*Source data:*
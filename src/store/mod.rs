//! Durable session storage: the at-rest side of conversation state.

pub mod in_memory;
pub mod sqlite;
pub mod traits;

pub use in_memory::InMemorySessionStore;
pub use sqlite::SqliteSessionStore;
pub use traits::{SessionRecord, SessionStore, StoreError};

use crate::config::StoreConfig;
use std::path::{Path, PathBuf};
use std::sync::Arc;

/// Factory: create the configured store backend.
///
/// `sqlite` persists under `store.path` when set, otherwise `<workspace>/state`.
pub fn create_store(
    config: &StoreConfig,
    workspace_dir: &Path,
) -> anyhow::Result<Arc<dyn SessionStore>> {
    match config.backend.trim().to_ascii_lowercase().as_str() {
        "sqlite" => {
            let dir = match &config.path {
                Some(path) => PathBuf::from(shellexpand::tilde(path).into_owned()),
                None => workspace_dir.join("state"),
            };
            Ok(Arc::new(SqliteSessionStore::new(&dir)?))
        }
        "memory" => Ok(Arc::new(InMemorySessionStore::new())),
        other if other.is_empty() => {
            anyhow::bail!("store.backend cannot be empty. Supported values: sqlite, memory")
        }
        other => anyhow::bail!("Unknown store backend '{other}'. Supported values: sqlite, memory"),
    }
}

#[cfg(test)]
mod tests {
    use super::*;
    use tempfile::TempDir;

    #[test]
    fn factory_sqlite() {
        let tmp = TempDir::new().unwrap();
        let cfg = StoreConfig {
            backend: "sqlite".into(),
            path: None,
        };
        let store = create_store(&cfg, tmp.path()).unwrap();
        assert_eq!(store.name(), "sqlite");
    }

    #[test]
    fn factory_memory() {
        let tmp = TempDir::new().unwrap();
        let cfg = StoreConfig {
            backend: "memory".into(),
            path: None,
        };
        let store = create_store(&cfg, tmp.path()).unwrap();
        assert_eq!(store.name(), "memory");
    }

    #[test]
    fn factory_unknown_errors() {
        let tmp = TempDir::new().unwrap();
        let cfg = StoreConfig {
            backend: "etcd".into(),
            path: None,
        };
        match create_store(&cfg, tmp.path()) {
            Err(err) => assert!(err.to_string().contains("Unknown store backend")),
            Ok(_) => panic!("unknown backend should error"),
        }
    }

    #[test]
    fn factory_empty_errors() {
        let tmp = TempDir::new().unwrap();
        let cfg = StoreConfig {
            backend: String::new(),
            path: None,
        };
        match create_store(&cfg, tmp.path()) {
            Err(err) => assert!(err.to_string().contains("cannot be empty")),
            Ok(_) => panic!("empty backend should error"),
        }
    }
}
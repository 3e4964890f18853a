//! Inference client subsystem.
//!
//! Each backend implements the [`InferenceClient`] trait defined in [`traits`]
//! and is registered in the factory function [`create_client`] by its
//! canonical string key. The core performs no retries; wrap the client if a
//! retry policy is wanted.

pub mod openai;
pub mod traits;

pub use openai::OpenAiCompatibleClient;
pub use traits::{GenerateOptions, InferenceClient, InferenceError};

use std::sync::Arc;

const MAX_API_ERROR_CHARS: usize = 200;

const SECRET_PREFIXES: [&str; 7] = [
    "sk-",
    "xoxb-",
    "xoxp-",
    "ghp_",
    "gho_",
    "ghu_",
    "github_pat_",
];

fn is_token_char(c: char) -> bool {
    c.is_ascii_alphanumeric() || matches!(c, '-' | '_' | '.' | ':')
}

fn looks_like_secret(token: &str) -> bool {
    SECRET_PREFIXES.iter().any(|prefix| {
        token
            .find(prefix)
            .is_some_and(|pos| token.len() > pos + prefix.len())
    })
}

/// Scrub known secret-like token prefixes from provider error strings.
pub fn scrub_secret_patterns(input: &str) -> String {
    let mut scrubbed = String::with_capacity(input.len());
    let mut token = String::new();

    for c in input.chars() {
        if is_token_char(c) {
            token.push(c);
            continue;
        }
        if looks_like_secret(&token) {
            scrubbed.push_str("[REDACTED]");
        } else {
            scrubbed.push_str(&token);
        }
        token.clear();
        scrubbed.push(c);
    }
    if looks_like_secret(&token) {
        scrubbed.push_str("[REDACTED]");
    } else {
        scrubbed.push_str(&token);
    }

    scrubbed
}

/// Sanitize API error text by scrubbing secrets and truncating length.
pub fn sanitize_api_error(input: &str) -> String {
    let scrubbed = scrub_secret_patterns(input);

    if scrubbed.chars().count() <= MAX_API_ERROR_CHARS {
        return scrubbed;
    }

    let truncated: String = scrubbed.chars().take(MAX_API_ERROR_CHARS).collect();
    format!("{truncated}...")
}

/// Resolve the API key for a client from an explicit value or the environment.
fn resolve_credential(name: &str, credential_override: Option<&str>) -> Option<String> {
    if let Some(raw) = credential_override {
        let trimmed = raw.trim();
        if !trimmed.is_empty() {
            return Some(trimmed.to_owned());
        }
    }

    let provider_env: &[&str] = match name {
        "openai" => &["OPENAI_API_KEY"],
        _ => &[],
    };

    for env_var in provider_env.iter().chain(["PARLEY_API_KEY", "API_KEY"].iter()) {
        if let Ok(value) = std::env::var(env_var) {
            let value = value.trim();
            if !value.is_empty() {
                return Some(value.to_string());
            }
        }
    }

    None
}

/// Factory: create the right inference client from config.
pub fn create_client(
    name: &str,
    api_key: Option<&str>,
    api_url: Option<&str>,
) -> anyhow::Result<Arc<dyn InferenceClient>> {
    let credential = resolve_credential(name, api_key);
    match name {
        "openai" => Ok(Arc::new(OpenAiCompatibleClient::with_base_url(
            api_url,
            credential.as_deref(),
        ))),
        _ => anyhow::bail!("Unknown inference client: {name}. Only \"openai\" is currently supported."),
    }
}

#[cfg(test)]
pub(crate) mod testing {
    //! Mock inference clients shared by the session tests.

    use super::traits::{GenerateOptions, InferenceClient, InferenceError};
    use crate::session::transcript::{Role, Turn};
    use async_trait::async_trait;
    use std::time::Duration;

    /// Replies with `echo#<context len>: <last user content>`, optionally
    /// sleeping first to keep the writer slot busy.
    pub struct EchoClient {
        pub delay: Option<Duration>,
    }

    impl EchoClient {
        pub fn new() -> Self {
            Self { delay: None }
        }

        pub fn with_delay(delay: Duration) -> Self {
            Self { delay: Some(delay) }
        }
    }

    #[async_trait]
    impl InferenceClient for EchoClient {
        async fn generate(
            &self,
            context: &[Turn],
            _options: &GenerateOptions,
        ) -> Result<String, InferenceError> {
            if let Some(delay) = self.delay {
                tokio::time::sleep(delay).await;
            }
            let last_user = context
                .iter()
                .rev()
                .find(|turn| turn.role == Role::User)
                .map(|turn| turn.content.as_str())
                .unwrap_or("<no user turn>");
            Ok(format!("echo#{}: {last_user}", context.len()))
        }

        fn name(&self) -> &str {
            "echo"
        }
    }

    /// Always fails with a provider-side rejection.
    pub struct FailingClient;

    #[async_trait]
    impl InferenceClient for FailingClient {
        async fn generate(
            &self,
            _context: &[Turn],
            _options: &GenerateOptions,
        ) -> Result<String, InferenceError> {
            Err(InferenceError::Api {
                provider: "mock".to_string(),
                status: 500,
                message: "provider exploded".to_string(),
            })
        }

        fn name(&self) -> &str {
            "failing"
        }
    }
}

#[cfg(test)]
mod tests {
    use super::*;

    #[test]
    fn factory_openai() {
        assert!(create_client("openai", Some("client-test-credential"), None).is_ok());
    }

    #[test]
    fn factory_unknown_client_errors() {
        let result = create_client("nonexistent", None, None);
        assert!(result.is_err());
        let msg = result.err().unwrap().to_string();
        assert!(msg.contains("Unknown inference client"));
    }

    // ── API error sanitization ───────────────────────────────

    #[test]
    fn sanitize_scrubs_sk_prefix() {
        let input = "request failed: sk-1234567890abcdef";
        let out = sanitize_api_error(input);
        assert!(!out.contains("sk-1234567890abcdef"));
        assert!(out.contains("[REDACTED]"));
    }

    #[test]
    fn sanitize_scrubs_multiple_prefixes() {
        let input = "keys sk-abcdef xoxb-12345 ghp_zzz999";
        let out = sanitize_api_error(input);
        assert!(!out.contains("sk-abcdef"));
        assert!(!out.contains("xoxb-12345"));
        assert!(!out.contains("ghp_zzz999"));
    }

    #[test]
    fn sanitize_truncates_long_error() {
        let long = "a".repeat(400);
        let result = sanitize_api_error(&long);
        assert!(result.len() <= 203);
        assert!(result.ends_with("..."));
    }

    #[test]
    fn sanitize_no_secret_no_change() {
        let input = "simple upstream timeout";
        assert_eq!(sanitize_api_error(input), input);
    }

    #[test]
    fn bare_prefix_without_payload_is_kept() {
        assert_eq!(scrub_secret_patterns("sk- alone"), "sk- alone");
    }

    #[test]
    fn resolve_credential_prefers_explicit_argument() {
        let resolved = resolve_credential("openai", Some("  explicit-key  "));
        assert_eq!(resolved, Some("explicit-key".to_string()));
    }
}
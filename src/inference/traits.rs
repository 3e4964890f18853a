//! Inference client trait and boundary error types.

use async_trait::async_trait;
use thiserror::Error;

use crate::session::transcript::Turn;

/// Failure modes of one generation call. The core never retries these; a
/// retry policy, if any, belongs to the caller wrapping the client.
#[derive(Debug, Error)]
pub enum InferenceError {
    #[error("inference call timed out")]
    Timeout,

    #[error("inference transport error: {0}")]
    Transport(#[from] reqwest::Error),

    #[error("{provider} API error ({status}): {message}")]
    Api {
        provider: String,
        status: u16,
        message: String,
    },

    #[error("malformed inference response: {0}")]
    MalformedResponse(String),
}

/// Generation parameters passed through to the model backend.
#[derive(Debug, Clone)]
pub struct GenerateOptions {
    pub model: String,
    pub temperature: f64,
    pub max_output_tokens: Option<u32>,
}

impl Default for GenerateOptions {
    fn default() -> Self {
        Self {
            model: "gpt-4o-mini".to_string(),
            temperature: 0.7,
            max_output_tokens: None,
        }
    }
}

/// Stateless request/response wrapper around the external model.
///
/// Accepts an ordered transcript and returns the generated assistant text.
/// Implementations hold no conversation state of their own.
#[async_trait]
pub trait InferenceClient: Send + Sync {
    /// Generate one assistant reply from the given context.
    async fn generate(
        &self,
        context: &[Turn],
        options: &GenerateOptions,
    ) -> Result<String, InferenceError>;

    /// The name of this client implementation.
    fn name(&self) -> &str;
}
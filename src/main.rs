#![warn(clippy::all, clippy::pedantic)]
#![allow(
    clippy::doc_markdown,
    clippy::missing_errors_doc,
    clippy::module_name_repetitions,
    clippy::too_many_lines,
    clippy::uninlined_format_args
)]

use anyhow::Result;
use clap::{Parser, Subcommand};
use std::sync::Arc;
use tokio::io::{AsyncBufReadExt, AsyncWriteExt, BufReader};
use tracing_subscriber::{fmt, EnvFilter};

use parley::config::Config;
use parley::inference::create_client;
use parley::session::{create_registry, SessionRegistry};
use parley::store::create_store;

fn parse_temperature(s: &str) -> std::result::Result<f64, String> {
    let t: f64 = s.parse().map_err(|e| format!("{e}"))?;
    if !(0.0..=2.0).contains(&t) {
        return Err("temperature must be between 0.0 and 2.0".to_string());
    }
    Ok(t)
}

/// `parley` - durable conversation memory for chat services.
#[derive(Parser, Debug)]
#[command(name = "parley")]
#[command(version)]
#[command(about = "Durable, strictly isolated conversation memory.", long_about = None)]
struct Cli {
    #[command(subcommand)]
    command: Commands,
}

#[derive(Subcommand, Debug)]
enum Commands {
    /// Chat within a session
    #[command(long_about = "\
Chat within a session.

Opens an interactive loop against the named session, restoring its \
history from the durable store. Use --message for a single-shot turn \
without entering interactive mode.

Examples:
  parley chat --session alice                 # interactive session
  parley chat --session alice -m \"hi there\"   # single turn
  parley chat --session alice --model gpt-4o --temperature 0.2")]
    Chat {
        /// Session key; conversations with the same key share history
        #[arg(short, long)]
        session: String,

        /// Single message mode (don't enter interactive mode)
        #[arg(short, long)]
        message: Option<String>,

        /// Model to use
        #[arg(long)]
        model: Option<String>,

        /// Temperature (0.0 - 2.0)
        #[arg(short, long, value_parser = parse_temperature)]
        temperature: Option<f64>,
    },

    /// Show a session's conversation history
    History {
        /// Session key
        #[arg(short, long)]
        session: String,

        /// Emit history as JSON
        #[arg(long)]
        json: bool,
    },

    /// Truncate a session back to its initial state
    Reset {
        /// Session key
        #[arg(short, long)]
        session: String,

        /// Skip confirmation prompt
        #[arg(long)]
        yes: bool,
    },

    /// Show configuration and store health
    Status,
}

#[tokio::main]
async fn main() -> Result<()> {
    fmt()
        .with_env_filter(
            EnvFilter::try_from_default_env().unwrap_or_else(|_| EnvFilter::new("parley=info")),
        )
        .with_writer(std::io::stderr)
        .init();

    let cli = Cli::parse();
    let mut config = Config::load_or_init().await?;

    match cli.command {
        Commands::Chat {
            session,
            message,
            model,
            temperature,
        } => {
            if let Some(model) = model {
                config.default_model = Some(model);
            }
            if let Some(temperature) = temperature {
                config.default_temperature = temperature;
            }
            let registry = build_registry(&config)?;
            run_chat(&config, &registry, &session, message).await
        }
        Commands::History { session, json } => {
            let registry = build_registry(&config)?;
            let history = registry.resolve(&session)?.history().await?;
            if json {
                println!("{}", serde_json::to_string_pretty(&history)?);
            } else if history.is_empty() {
                println!("(no turns yet)");
            } else {
                for turn in &history {
                    println!("[{}] {}", turn.role, turn.content);
                }
            }
            Ok(())
        }
        Commands::Reset { session, yes } => {
            if !yes {
                eprintln!("Use --yes to confirm resetting session '{session}'.");
                return Ok(());
            }
            let registry = build_registry(&config)?;
            registry.resolve(&session)?.reset().await?;
            println!("✓ Session '{session}' reset.");
            Ok(())
        }
        Commands::Status => {
            let store = create_store(&config.store, &config.workspace_dir)?;
            let healthy = store.health_check().await;
            println!("Parley status:\n");
            println!("  Provider:   {}", config.default_provider.as_deref().unwrap_or("-"));
            println!("  Model:      {}", config.default_model.as_deref().unwrap_or("-"));
            println!("  Store:      {}", store.name());
            println!(
                "  Health:     {}",
                if healthy { "healthy" } else { "unhealthy" }
            );
            println!("  Workspace:  {}", config.workspace_dir.display());
            Ok(())
        }
    }
}

fn build_registry(config: &Config) -> Result<Arc<SessionRegistry>> {
    let store = create_store(&config.store, &config.workspace_dir)?;
    let provider = config.default_provider.as_deref().unwrap_or("openai");
    let client = create_client(provider, config.api_key.as_deref(), config.api_url.as_deref())?;
    Ok(create_registry(store, client, config.session_options()))
}

async fn run_chat(
    config: &Config,
    registry: &Arc<SessionRegistry>,
    session_key: &str,
    message: Option<String>,
) -> Result<()> {
    let actor = registry.resolve(session_key)?;
    let deadline_for_turn =
        || config.turn_deadline().map(|d| tokio::time::Instant::now() + d);

    if let Some(message) = message {
        let reply = actor.handle_turn_until(&message, deadline_for_turn()).await?;
        println!("{reply}");
        return Ok(());
    }

    println!("Session '{session_key}' (empty line or Ctrl-C to exit)");
    let mut lines = BufReader::new(tokio::io::stdin()).lines();
    let mut stdout = tokio::io::stdout();

    loop {
        stdout.write_all(b"you> ").await?;
        stdout.flush().await?;

        let line = tokio::select! {
            line = lines.next_line() => line?,
            _ = tokio::signal::ctrl_c() => None,
        };
        let Some(line) = line else { break };
        let text = line.trim();
        if text.is_empty() {
            break;
        }

        match actor.handle_turn_until(text, deadline_for_turn()).await {
            Ok(reply) => println!("{reply}"),
            Err(err) => eprintln!("turn failed: {err}"),
        }
    }

    registry.drain().await;
    Ok(())
}
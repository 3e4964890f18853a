//! Configuration schema and file handling.

use anyhow::{Context, Result};
use directories::UserDirs;
use serde::{Deserialize, Serialize};
use std::path::PathBuf;
use std::sync::Arc;
use std::time::Duration;
use tokio::fs;

use crate::inference::GenerateOptions;
use crate::session::{FullContext, SessionOptions, TailWindow};

// ── Top-level config ──────────────────────────────────────────────

/// Top-level parley configuration, loaded from `config.toml`.
///
/// Resolution order for the workspace: `PARLEY_WORKSPACE` env → `~/.parley`.
#[derive(Debug, Clone, Serialize, Deserialize)]
pub struct Config {
    /// Workspace directory - computed at load time, not serialized.
    #[serde(skip)]
    pub workspace_dir: PathBuf,
    /// Path to config.toml - computed at load time, not serialized.
    #[serde(skip)]
    pub config_path: PathBuf,
    /// API key for the inference backend. Overridden by `PARLEY_API_KEY` or `API_KEY`.
    #[serde(default)]
    pub api_key: Option<String>,
    /// Base URL override for the inference API (e.g. a compatible gateway).
    #[serde(default)]
    pub api_url: Option<String>,
    /// Inference client ID. Default: `"openai"`.
    #[serde(default = "default_provider")]
    pub default_provider: Option<String>,
    /// Model routed through the selected client.
    #[serde(default = "default_model")]
    pub default_model: Option<String>,
    /// Default model temperature (0.0–2.0). Default: `0.7`.
    #[serde(default = "default_temperature")]
    pub default_temperature: f64,

    /// Session behavior (`[session]`).
    #[serde(default)]
    pub session: SessionConfig,

    /// Durable store backend (`[store]`).
    #[serde(default)]
    pub store: StoreConfig,
}

/// Session behavior configuration (`[session]` section).
#[derive(Debug, Clone, Serialize, Deserialize)]
pub struct SessionConfig {
    /// Instruction used for the system turn of every new session.
    #[serde(default = "default_system_prompt")]
    pub system_prompt: String,
    /// Per-turn deadline in seconds, queue wait included. `0` disables it.
    #[serde(default = "default_turn_timeout_secs")]
    pub turn_timeout_secs: u64,
    /// Cap on non-system turns sent to inference. Unset sends everything.
    #[serde(default)]
    pub max_context_turns: Option<usize>,
    /// Cap on generated tokens per reply. Unset defers to the backend.
    #[serde(default)]
    pub max_output_tokens: Option<u32>,
}

impl Default for SessionConfig {
    fn default() -> Self {
        Self {
            system_prompt: default_system_prompt(),
            turn_timeout_secs: default_turn_timeout_secs(),
            max_context_turns: None,
            max_output_tokens: None,
        }
    }
}

/// Durable store configuration (`[store]` section).
#[derive(Debug, Clone, Serialize, Deserialize)]
pub struct StoreConfig {
    /// Backend kind: `"sqlite"` or `"memory"`. Default: `"sqlite"`.
    #[serde(default = "default_store_backend")]
    pub backend: String,
    /// Directory for the sqlite database. Default: `<workspace>/state`.
    #[serde(default)]
    pub path: Option<String>,
}

impl Default for StoreConfig {
    fn default() -> Self {
        Self {
            backend: default_store_backend(),
            path: None,
        }
    }
}

fn default_provider() -> Option<String> {
    Some("openai".to_string())
}

fn default_model() -> Option<String> {
    Some("gpt-4o-mini".to_string())
}

fn default_temperature() -> f64 {
    0.7
}

fn default_system_prompt() -> String {
    "You are a helpful assistant. Answer plainly and keep context from earlier in the conversation."
        .to_string()
}

fn default_turn_timeout_secs() -> u64 {
    120
}

fn default_store_backend() -> String {
    "sqlite".to_string()
}

impl Default for Config {
    fn default() -> Self {
        let parley_dir = default_parley_dir();
        Self {
            workspace_dir: parley_dir.clone(),
            config_path: parley_dir.join("config.toml"),
            api_key: None,
            api_url: None,
            default_provider: default_provider(),
            default_model: default_model(),
            default_temperature: default_temperature(),
            session: SessionConfig::default(),
            store: StoreConfig::default(),
        }
    }
}

fn default_parley_dir() -> PathBuf {
    let home = UserDirs::new().map_or_else(|| PathBuf::from("."), |u| u.home_dir().to_path_buf());
    home.join(".parley")
}

fn resolve_parley_dir() -> PathBuf {
    match std::env::var("PARLEY_WORKSPACE") {
        Ok(dir) if !dir.trim().is_empty() => {
            PathBuf::from(shellexpand::tilde(dir.trim()).into_owned())
        }
        _ => default_parley_dir(),
    }
}

impl Config {
    pub async fn load_or_init() -> Result<Self> {
        let parley_dir = resolve_parley_dir();
        let config_path = parley_dir.join("config.toml");

        fs::create_dir_all(&parley_dir).await.with_context(|| {
            format!("Failed to create config directory: {}", parley_dir.display())
        })?;

        let (mut config, initialized) = if config_path.exists() {
            let contents = fs::read_to_string(&config_path)
                .await
                .context("Failed to read config file")?;
            let config: Config = toml::from_str(&contents).context("Failed to parse config file")?;
            (config, false)
        } else {
            (Config::default(), true)
        };

        config.config_path = config_path.clone();
        config.workspace_dir = parley_dir;

        if initialized {
            config.save().await?;
            // Restrict permissions on the new file; it may hold an API key.
            #[cfg(unix)]
            {
                use std::{fs::Permissions, os::unix::fs::PermissionsExt};
                let _ = fs::set_permissions(&config_path, Permissions::from_mode(0o600)).await;
            }
        }

        config.apply_env_overrides();
        config.validate()?;
        tracing::info!(
            path = %config.config_path.display(),
            workspace = %config.workspace_dir.display(),
            initialized,
            "Config loaded"
        );
        Ok(config)
    }

    pub async fn save(&self) -> Result<()> {
        let toml_str = toml::to_string_pretty(self).context("Failed to serialize config")?;

        let parent_dir = self
            .config_path
            .parent()
            .context("Config path must have a parent directory")?;
        fs::create_dir_all(parent_dir).await.with_context(|| {
            format!("Failed to create config directory: {}", parent_dir.display())
        })?;

        let file_name = self
            .config_path
            .file_name()
            .and_then(|v| v.to_str())
            .unwrap_or("config.toml");
        let temp_path = parent_dir.join(format!(".{file_name}.tmp"));

        fs::write(&temp_path, toml_str.as_bytes())
            .await
            .context("Failed to write config temp file")?;
        fs::rename(&temp_path, &self.config_path)
            .await
            .context("Failed to move config into place")?;
        Ok(())
    }

    /// Apply environment variable overrides to config.
    pub fn apply_env_overrides(&mut self) {
        if let Ok(key) = std::env::var("PARLEY_API_KEY").or_else(|_| std::env::var("API_KEY")) {
            if !key.is_empty() {
                self.api_key = Some(key);
            }
        }
        if let Ok(provider) = std::env::var("PARLEY_PROVIDER") {
            if !provider.is_empty() {
                self.default_provider = Some(provider);
            }
        }
        if let Ok(model) = std::env::var("PARLEY_MODEL") {
            if !model.is_empty() {
                self.default_model = Some(model);
            }
        }
    }

    /// Validate values that would otherwise fail at arbitrary runtime points.
    pub fn validate(&self) -> Result<()> {
        if !(0.0..=2.0).contains(&self.default_temperature) {
            anyhow::bail!("default_temperature must be between 0.0 and 2.0");
        }
        match self.store.backend.trim().to_ascii_lowercase().as_str() {
            "sqlite" | "memory" => {}
            other => anyhow::bail!("store.backend '{other}' is not one of: sqlite, memory"),
        }
        if self.session.system_prompt.trim().is_empty() {
            anyhow::bail!("session.system_prompt must not be empty");
        }
        Ok(())
    }

    /// Session options derived from this config.
    pub fn session_options(&self) -> SessionOptions {
        let defaults = GenerateOptions::default();
        SessionOptions {
            system_prompt: self.session.system_prompt.clone(),
            generate: GenerateOptions {
                model: self.default_model.clone().unwrap_or(defaults.model),
                temperature: self.default_temperature,
                max_output_tokens: self.session.max_output_tokens,
            },
            context: match self.session.max_context_turns {
                Some(max_turns) => Arc::new(TailWindow { max_turns }),
                None => Arc::new(FullContext),
            },
        }
    }

    /// Per-turn deadline from config; `None` when disabled.
    pub fn turn_deadline(&self) -> Option<Duration> {
        match self.session.turn_timeout_secs {
            0 => None,
            secs => Some(Duration::from_secs(secs)),
        }
    }
}
#![warn(clippy::all, clippy::pedantic)]
#![allow(
    clippy::doc_markdown,
    clippy::implicit_clone,
    clippy::map_unwrap_or,
    clippy::missing_errors_doc,
    clippy::missing_panics_doc,
    clippy::module_name_repetitions,
    clippy::must_use_candidate,
    clippy::needless_pass_by_value,
    clippy::redundant_closure_for_method_calls,
    clippy::return_self_not_must_use,
    clippy::similar_names,
    clippy::single_match_else,
    clippy::too_many_lines,
    clippy::uninlined_format_args
)]

pub mod config;
pub mod inference;
pub mod session;
pub mod store;

pub use config::Config;
pub use session::{
    create_registry, InvalidKeyError, Role, SessionActor, SessionOptions, SessionRegistry,
    Transcript, Turn, TurnError,
};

*Requirement:* Return only the count of lines in the records that hold the word "healthy".

*Completed task:* 2